October 11th, 2013 8:51 AM

About 40 leftists assembled with an unauthorized adult-size Elmo to protest the presence of capitalist David Koch on the board of Boston PBS superstation WGBH. They decried Koch as a “climate denier” and a “polluter” and demanded his resignation from the panel. The Elmo knockoff held a sign that said “Elmo Love WGBH / Elmo No Love Koch Lies.”
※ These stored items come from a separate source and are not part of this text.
//! HTTP API module.
//!
//! This module provides the HTTP server, its request/response types and the
//! pipeline log stream.

pub mod server;
pub mod types;
pub mod logs;

pub use server::{sanitize_filename, start_server};
pub use types::*;
pub use logs::*;
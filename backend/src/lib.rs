//! # Statements - commission statement cleaner
//!
//! Statements turns raw carrier commission exports (CSV or Excel) into a
//! cleaned workbook: the selected columns with proper number formats, plus a
//! yearly reimbursement summary whose running balance stays live in the
//! spreadsheet.
//!
//! ## Architecture
//!
//! ```text
//! ┌─────────────┐     ┌─────────────┐     ┌─────────────┐     ┌─────────────┐     ┌─────────────┐
//! │ CSV / Excel │────▶│   Parser    │────▶│  Normalize  │────▶│   Project   │────▶│ Writer xlsx │
//! │ (any enc.)  │     │ (fallback)  │     │ (typed, -R) │     │ (selection) │     │ (+ summary) │
//! └─────────────┘     └─────────────┘     └─────────────┘     └─────────────┘     └─────────────┘
//! ```
//!
//! ## Quick Start
//!
//! ```rust,ignore
//! use statements::{transform, PipelineConfig};
//! use std::path::Path;
//!
//! let report = transform(
//!     Path::new("q1.csv"),
//!     Path::new("q1_filtered.xlsx"),
//!     &["Carrier".into(), "Split Amount".into()],
//!     &PipelineConfig::from_env(),
//! )?;
//! println!("Wrote {} rows", report.rows_written);
//! ```
//!
//! ## Modules
//!
//! - [`error`] - Hierarchical error types
//! - [`models`] - Cell values, datasets and summary rows
//! - [`config`] - Column roles, rates and server settings
//! - [`parser`] - CSV/Excel loading with encoding and delimiter detection
//! - [`transform`] - Normalize, project, summarize and the pipeline
//! - [`writer`] - Output workbook
//! - [`api`] - HTTP API server

// Core modules
pub mod config;
pub mod error;
pub mod models;

// Loading
pub mod parser;

// Transformation
pub mod transform;

// Output
pub mod writer;

// HTTP API
pub mod api;

// =============================================================================
// Re-exports - Error types
// =============================================================================

pub use error::{
    LoadError,
    LoadResult,
    PipelineError,
    PipelineResult,
    ServerError,
    WriteError,
};

// =============================================================================
// Re-exports - Models & Config
// =============================================================================

pub use models::{BalanceCell, CellValue, Dataset, Row, SummaryRow};

pub use config::{ColumnRoles, PipelineConfig, ServerConfig};

// =============================================================================
// Re-exports - Parsing
// =============================================================================

pub use parser::{
    load_dataset,
    read_headers,
    is_allowed_file,
    parse_bytes_auto,
    detect_encoding,
    detect_delimiter,
    decode_content,
    ParseResult,
};

// =============================================================================
// Re-exports - Pipeline
// =============================================================================

pub use transform::{
    build_summary,
    normalize,
    project,
    NormalizeReport,
};

pub use transform::pipeline::{
    transform,
    process_batch,
    output_filename,
    TransformReport,
    BatchReport,
    BatchFailure,
};

pub use writer::write_workbook;

// =============================================================================
// Re-exports - API
// =============================================================================

pub use api::types::{
    UploadResponse,
    ProcessRequest,
    ProcessResponse,
    error_response,
};

// Server
pub mod server {
    pub use crate::api::server::start_server;
}
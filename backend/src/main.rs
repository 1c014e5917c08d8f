//! Statements CLI - clean commission statements into Excel workbooks
//!
//! # Commands
//!
//! ```bash
//! statements serve                          # Start HTTP server (port 10000)
//! statements columns q1.csv                 # List the columns of a file
//! statements transform q1.csv -c Carrier    # Clean one file
//! statements batch q1.csv q2.xlsx --out-dir outputs
//! ```

use clap::{Parser, Subcommand};
use statements::{
    output_filename, process_batch, read_headers, transform, PipelineConfig, ServerConfig,
};
use std::fs;
use std::path::{Path, PathBuf};

#[derive(Parser)]
#[command(name = "statements")]
#[command(about = "Clean commission statements into Excel workbooks", long_about = None)]
struct Cli {
    #[command(subcommand)]
    command: Commands,
}

#[derive(Subcommand)]
enum Commands {
    /// Start HTTP server
    Serve {
        /// Port to listen on
        #[arg(short, long, default_value = "10000")]
        port: u16,
    },

    /// Print the column names of a statement file
    Columns {
        /// Input CSV or Excel file
        input: PathBuf,
    },

    /// Clean one statement file
    Transform {
        /// Input CSV or Excel file
        input: PathBuf,

        /// Output workbook (default: <input>_filtered.xlsx next to the input)
        #[arg(short, long)]
        output: Option<PathBuf>,

        /// Column to keep, repeatable (default: all columns)
        #[arg(short, long = "column")]
        columns: Vec<String>,
    },

    /// Clean several files with one column selection
    Batch {
        /// Input CSV or Excel files
        #[arg(required = true)]
        inputs: Vec<PathBuf>,

        /// Directory for the generated workbooks
        #[arg(long)]
        out_dir: PathBuf,

        /// Column to keep, repeatable (default: all columns of the first file)
        #[arg(short, long = "column")]
        columns: Vec<String>,
    },
}

#[tokio::main]
async fn main() {
    // Load .env file (if present)
    dotenvy::dotenv().ok();

    let cli = Cli::parse();

    let result = match cli.command {
        Commands::Serve { port } => cmd_serve(port).await,

        Commands::Columns { input } => cmd_columns(&input),

        Commands::Transform {
            input,
            output,
            columns,
        } => cmd_transform(&input, output.as_deref(), columns),

        Commands::Batch {
            inputs,
            out_dir,
            columns,
        } => cmd_batch(&inputs, &out_dir, columns),
    };

    if let Err(e) = result {
        eprintln!("❌ Error: {}", e);
        std::process::exit(1);
    }
}

async fn cmd_serve(port: u16) -> Result<(), Box<dyn std::error::Error>> {
    statements::server::start_server(ServerConfig::from_env(port), PipelineConfig::from_env())
        .await
}

fn cmd_columns(input: &Path) -> Result<(), Box<dyn std::error::Error>> {
    for column in read_headers(input)? {
        println!("{}", column);
    }
    Ok(())
}

fn cmd_transform(
    input: &Path,
    output: Option<&Path>,
    columns: Vec<String>,
) -> Result<(), Box<dyn std::error::Error>> {
    let output = match output {
        Some(p) => p.to_path_buf(),
        None => input.with_file_name(output_filename(input)),
    };
    let columns = columns_or_all(columns, input)?;

    let report = transform(input, &output, &columns, &PipelineConfig::from_env())?;

    eprintln!("\n📊 Rows written:    {}", report.rows_written);
    eprintln!("   Columns written: {}", report.columns_written.join(", "));
    match report.summary_rows {
        Some(n) => eprintln!("   Summary rows:    {}", n),
        None => eprintln!("   Summary:         skipped (no date column)"),
    }
    eprintln!("💾 Output written to: {}", report.output.display());
    Ok(())
}

fn cmd_batch(
    inputs: &[PathBuf],
    out_dir: &Path,
    columns: Vec<String>,
) -> Result<(), Box<dyn std::error::Error>> {
    fs::create_dir_all(out_dir)?;
    let columns = match inputs.first() {
        Some(first) => columns_or_all(columns, first)?,
        None => columns,
    };

    let report = process_batch(inputs, out_dir, &columns, &PipelineConfig::from_env());

    for name in &report.outputs {
        eprintln!("💾 {}", out_dir.join(name).display());
    }
    if !report.failures.is_empty() {
        for failure in &report.failures {
            eprintln!("❌ {}: {}", failure.filename, failure.error);
        }
        return Err(format!("{} of {} files failed", report.failures.len(), inputs.len()).into());
    }
    Ok(())
}

/// An empty selection means every column of `input`.
fn columns_or_all(columns: Vec<String>, input: &Path) -> Result<Vec<String>, Box<dyn std::error::Error>> {
    if columns.is_empty() {
        Ok(read_headers(input)?)
    } else {
        Ok(columns)
    }
}
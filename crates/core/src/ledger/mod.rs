//! Ledger module - immutable transaction records and their repositories.

mod ledger_model;
mod ledger_traits;

pub use ledger_model::*;
pub use ledger_traits::*;
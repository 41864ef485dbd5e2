//! Cached valuation payloads and read-path response models.

use chrono::{DateTime, Utc};
use serde::{Deserialize, Serialize};

use crate::prices::PriceSource;
use crate::valuation::{Position, ValuationTotals, ValuationWarnings};

/// Portfolio header embedded in the cached summary.
#[derive(Debug, Clone, PartialEq, Serialize, Deserialize)]
#[serde(rename_all = "camelCase")]
pub struct PortfolioRef {
    pub id: String,
    pub name: String,
    pub currency: String,
}

/// Headline valuation for a portfolio. Cached alongside `PositionsPayload`
/// and always written together with it.
#[derive(Debug, Clone, Serialize, Deserialize)]
#[serde(rename_all = "camelCase")]
pub struct PortfolioSummary {
    pub portfolio: PortfolioRef,
    pub prices_source: PriceSource,
    pub prices_at: Option<DateTime<Utc>>,
    /// Convenience numeric for dashboards; the exact decimal lives in
    /// `totals.total_value`.
    pub total_value: f64,
    pub holdings: Vec<Position>,
    pub totals: ValuationTotals,
    pub computed_at: DateTime<Utc>,
}

/// Full position breakdown for a portfolio.
#[derive(Debug, Clone, Serialize, Deserialize)]
#[serde(rename_all = "camelCase")]
pub struct PositionsPayload {
    pub positions: Vec<Position>,
    pub totals: ValuationTotals,
    #[serde(default, skip_serializing_if = "Option::is_none")]
    pub warnings: Option<ValuationWarnings>,
    pub computed_at: DateTime<Utc>,
}

/// Both cached payloads in one response.
#[derive(Debug, Clone, Serialize, Deserialize)]
#[serde(rename_all = "camelCase")]
pub struct ValuationSnapshot {
    pub summary: Option<PortfolioSummary>,
    pub positions: Option<PositionsPayload>,
}

/// Where a read-path response came from.
#[derive(Debug, Clone, Copy, PartialEq, Eq, Serialize, Deserialize)]
#[serde(rename_all = "lowercase")]
pub enum ReadSource {
    Cache,
    Queue,
}

/// Non-blocking read result: cached data when present, otherwise a pending
/// marker with a polling hint while the recompute runs.
#[derive(Debug, Clone, Serialize)]
#[serde(tag = "status", rename_all = "camelCase")]
pub enum ValuationRead<T> {
    #[serde(rename_all = "camelCase")]
    Ready {
        source: ReadSource,
        /// True while a dirty marker exists: the data is served but a newer
        /// ledger write has not been folded in yet.
        stale: bool,
        dirty_at: Option<i64>,
        #[serde(flatten)]
        data: T,
    },
    #[serde(rename_all = "camelCase")]
    Pending {
        source: ReadSource,
        retry_after_ms: u64,
    },
}

impl<T> ValuationRead<T> {
    pub fn is_ready(&self) -> bool {
        matches!(self, ValuationRead::Ready { .. })
    }

    pub fn is_pending(&self) -> bool {
        matches!(self, ValuationRead::Pending { .. })
    }
}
Conservatives apparently can’t serve at a PBS station in any way, for it compromises the system’s “independence.” That’s a code word for “hermetically sealed liberal bias.” "It’s not because we disagree with Mr. Koch politically,” argued protesting Rev. Fred Small in the Boston Herald. “It’s because he is about the destruction of politics in America as we know it.” Conservative dissent equals destruction of democracy. But the Reverend also dipped into the KKK basket:

"This board would not tolerate a Ku Klux Klansman," the Rev. Fred Small, a WGBH member and senior minister at First Parish Cambridge [Unitarian Universalist], told the trustees of the PBS flagship station. "It would not tolerate a notorious racist or anti-Semite. Yet you tolerate a man who has spent millions subverting democracy and disseminating lies about climate change in order to protect the profits from his own polluting industries."


...Draped in a WBUR windbreaker,Lee Stewart of Jamaica Plain called Koch — who has donated $18.6 million to ’GBH, including $10 million to the science program “NOVA” — “a climate denier, a polluter.”

“His presence is extremely offensive,” Stewart said. “People who are actively fighting to destroy the climate should not have equal political voice.”

The protesters from a group called “Forecast the Facts” presented the station with 119,000 online signatures calling for Koch’s resignation.

After the protest, WGBH Director of Media Relations and Marketing Michael Raia told John Eggerton of Broadcasting & Cable that WGBH was all about diversity of views:

"Over more than a decade, in a dozen documentaries and investigative reports, WGBH has presented the science and facts about climate change in our award-winning documentary series Nova and Frontline, and we will continue to cover the full dimensions of this topic. Just as our viewers and listeners reflect a full spectrum of political and cultural views, so do our board members."

In reality, dating back to at least 1983, WGBH has presented a pile of one-sided, hide-your-kids, Earth-on-fire documentaries on climate change. These activists have convinced themselves – after Koch has donated for decades – that suddenly that propaganda stream is going to stop.

If WGBH were really all about the “facts,” they’d be revisiting their 10-hour 1990 horror-documentary classic “Race to Save the Planet" and apologizing profusely for getting it wrong: 

The show’s host was Meryl Streep, who proclaimed: “By the year 2000, that’s less than 10 years away, the Earth’s climate will be warmer than it’s been in over 100,000 years. If we don’t do something, there will be enormous calamities in a very short time.” Earth Day founder Denis Hayes suggested that without an environmental revolution, man could cause “planetary death.”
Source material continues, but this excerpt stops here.